If an alien would visit our globe after the humans had destroyed each other and enter a film archive, the films from 1938-39 would give him a glimpse of the madness to come. We aren’t showing the most direct anticipations (which do exist), preferring images of fear and frail hope, random shadows that catch us by surprise, bits of dialogue that do not meet – everything that the greatest film of the period, Renoir’s La Règle du jeu, did so miraculously. Accordingly, the working title for the series has been Les Années Règle du jeu. Our round-trip to these troubled times will include Menaces (Edmond T. Gréville), Bílá nemoc (Hugo Haas), Sans lendemain (Max Ophuls), Ošibka inženera Kocˇina (Aleksandr Macˇeret), Three Comrades (Frank Borzage), Pour le mérite (Karl Ritter).

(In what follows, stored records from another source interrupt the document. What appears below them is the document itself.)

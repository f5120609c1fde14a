//! Configuration types for the table extraction pipeline.
//!
//! Every tunable named by the pipeline stages lives here: the adaptive
//! threshold window and offset, the structural line divisor, the row-grouping
//! tolerance, and the settings handed to the bundled tesseract adapter. All
//! structs deserialize with defaults so a config file only needs to name the
//! fields it overrides.

use crate::core::constants::{
    CLEAN_SHEET_OFFSET, CLEAN_SHEET_WINDOW, DEFAULT_LINE_DIVISOR, DEFAULT_PARALLEL_THRESHOLD,
    DEFAULT_ROW_TOLERANCE, DEFAULT_TESSERACT_PSM, DEFAULT_THRESHOLD_OFFSET,
    DEFAULT_THRESHOLD_WINDOW, MIN_THRESHOLD_WINDOW,
};
use crate::core::validation::{validate_positive, validate_threshold_window};
use crate::core::GridScanError;
use serde::{Deserialize, Serialize};
use std::path::PathBuf;

/// The neighborhood statistic a pixel is compared against during
/// adaptive thresholding.
#[derive(Debug, Clone, Copy, PartialEq, Eq, Default, Serialize, Deserialize)]
#[serde(rename_all = "lowercase")]
pub enum ThresholdMethod {
    /// Arithmetic mean of the window.
    #[default]
    Mean,
    /// Gaussian-weighted mean of the window.
    Gaussian,
}

/// Configuration for the binarization stage.
#[derive(Debug, Clone, PartialEq, Eq, Serialize, Deserialize)]
#[serde(default)]
pub struct BinarizerConfig {
    /// Neighborhood statistic used for thresholding. Default: mean.
    pub method: ThresholdMethod,
    /// Side length of the square threshold neighborhood, must be odd.
    /// Default: 15.
    pub window_size: u32,
    /// Offset subtracted from the neighborhood statistic. Default: -2.
    pub offset: i32,
    /// Whether to invert intensities before thresholding, so ink becomes
    /// the foreground. Default: true.
    pub invert: bool,
}

impl Default for BinarizerConfig {
    fn default() -> Self {
        Self {
            method: ThresholdMethod::Mean,
            window_size: DEFAULT_THRESHOLD_WINDOW,
            offset: DEFAULT_THRESHOLD_OFFSET,
            invert: true,
        }
    }
}

impl BinarizerConfig {
    /// Preset for whitening a scanned sheet rather than isolating ink.
    ///
    /// Uses a Gaussian-weighted mean with a small window, a positive offset,
    /// and no inversion, so a page stays white and print stays dark.
    pub fn clean_sheet() -> Self {
        Self {
            method: ThresholdMethod::Gaussian,
            window_size: CLEAN_SHEET_WINDOW,
            offset: CLEAN_SHEET_OFFSET,
            invert: false,
        }
    }

    /// Validates the configuration.
    pub fn validate(&self) -> Result<(), GridScanError> {
        validate_threshold_window(self.window_size, MIN_THRESHOLD_WINDOW)
    }
}

/// Configuration for the structural line extraction stage.
#[derive(Debug, Clone, Copy, PartialEq, Eq, Serialize, Deserialize)]
#[serde(default)]
pub struct LineExtractorConfig {
    /// Divisor applied to each image dimension to size the structuring
    /// elements: a stroke must span at least `dimension / divisor` pixels
    /// to survive as a line. Default: 30.
    pub divisor: u32,
}

impl Default for LineExtractorConfig {
    fn default() -> Self {
        Self {
            divisor: DEFAULT_LINE_DIVISOR,
        }
    }
}

impl LineExtractorConfig {
    /// Validates the configuration.
    pub fn validate(&self) -> Result<(), GridScanError> {
        validate_positive(self.divisor, "divisor")
    }
}

/// Configuration for the cell locating stage.
#[derive(Debug, Clone, Copy, PartialEq, Eq, Serialize, Deserialize)]
#[serde(default)]
pub struct LocatorConfig {
    /// How far, in pixels, a box top may sit below the first box of a row
    /// and still join that row. Default: 10.
    pub row_tolerance: u32,
}

impl Default for LocatorConfig {
    fn default() -> Self {
        Self {
            row_tolerance: DEFAULT_ROW_TOLERANCE,
        }
    }
}

/// Configuration for the bundled tesseract recognizer.
#[derive(Debug, Clone, PartialEq, Eq, Serialize, Deserialize)]
#[serde(default)]
pub struct TesseractConfig {
    /// Explicit path to the tesseract binary. When absent, the
    /// `TESSERACT_CMD` environment variable is consulted, then `PATH`.
    pub binary_path: Option<PathBuf>,
    /// Language passed as `-l`. When absent, tesseract's default applies.
    pub language: Option<String>,
    /// Page segmentation mode passed as `--psm`. Default: 6.
    pub psm: u32,
}

impl Default for TesseractConfig {
    fn default() -> Self {
        Self {
            binary_path: None,
            language: None,
            psm: DEFAULT_TESSERACT_PSM,
        }
    }
}

/// Top-level configuration for the extraction pipeline.
#[derive(Debug, Clone, PartialEq, Serialize, Deserialize)]
#[serde(default)]
pub struct GridScanConfig {
    /// Binarization settings.
    pub binarizer: BinarizerConfig,
    /// Structural line extraction settings.
    pub lines: LineExtractorConfig,
    /// Cell locating settings.
    pub locator: LocatorConfig,
    /// Settings for the bundled tesseract recognizer.
    pub ocr: TesseractConfig,
    /// Minimum number of images or cells before work is parallelized.
    /// Default: 4.
    pub parallel_threshold: usize,
}

impl Default for GridScanConfig {
    fn default() -> Self {
        Self {
            binarizer: BinarizerConfig::default(),
            lines: LineExtractorConfig::default(),
            locator: LocatorConfig::default(),
            ocr: TesseractConfig::default(),
            parallel_threshold: DEFAULT_PARALLEL_THRESHOLD,
        }
    }
}

impl GridScanConfig {
    /// Validates every stage configuration.
    pub fn validate(&self) -> Result<(), GridScanError> {
        self.binarizer.validate()?;
        self.lines.validate()?;
        Ok(())
    }
}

Plus some great shorts, for instance, by Humphrey Jennings. What is revealed in probably least known of these, Ošibka inženera Kocˇina? It’s the Soviet Union in 1939, the atmosphere of spying, sabotage, informing. On the screen: certainly not the ‘truth’ but more than that, in a way that only cinema can convey, planting touches of paranoia, doubt and the strangest life of all, existence between 1936-37 (the Moscow trials) and 1941 (war), and between life and death. We’ll see the same with other films as well. It’s a concerto in which several countries participate, all of them in different situations but facing the same world and the same concrete threat. Their destinies would vary. Sometimes a film seems to offer relatively straight-forward testimony, yet it is more telling and varied in perspective than diplomatic communiqués and documents. Other films are oddly present in the time of peace they show, but preview the war to come, with nothing much happening in the fragile daily life, opening onto amazing revelations. Fiction is often more concrete than documentary; taken together, their testimony is something no other form of expression can catch about Nazism and communism, democracy and neutrality, the big wolves of the world map and the small countries, and thus a missing link in our understanding of one of the most burning single moments of the last century.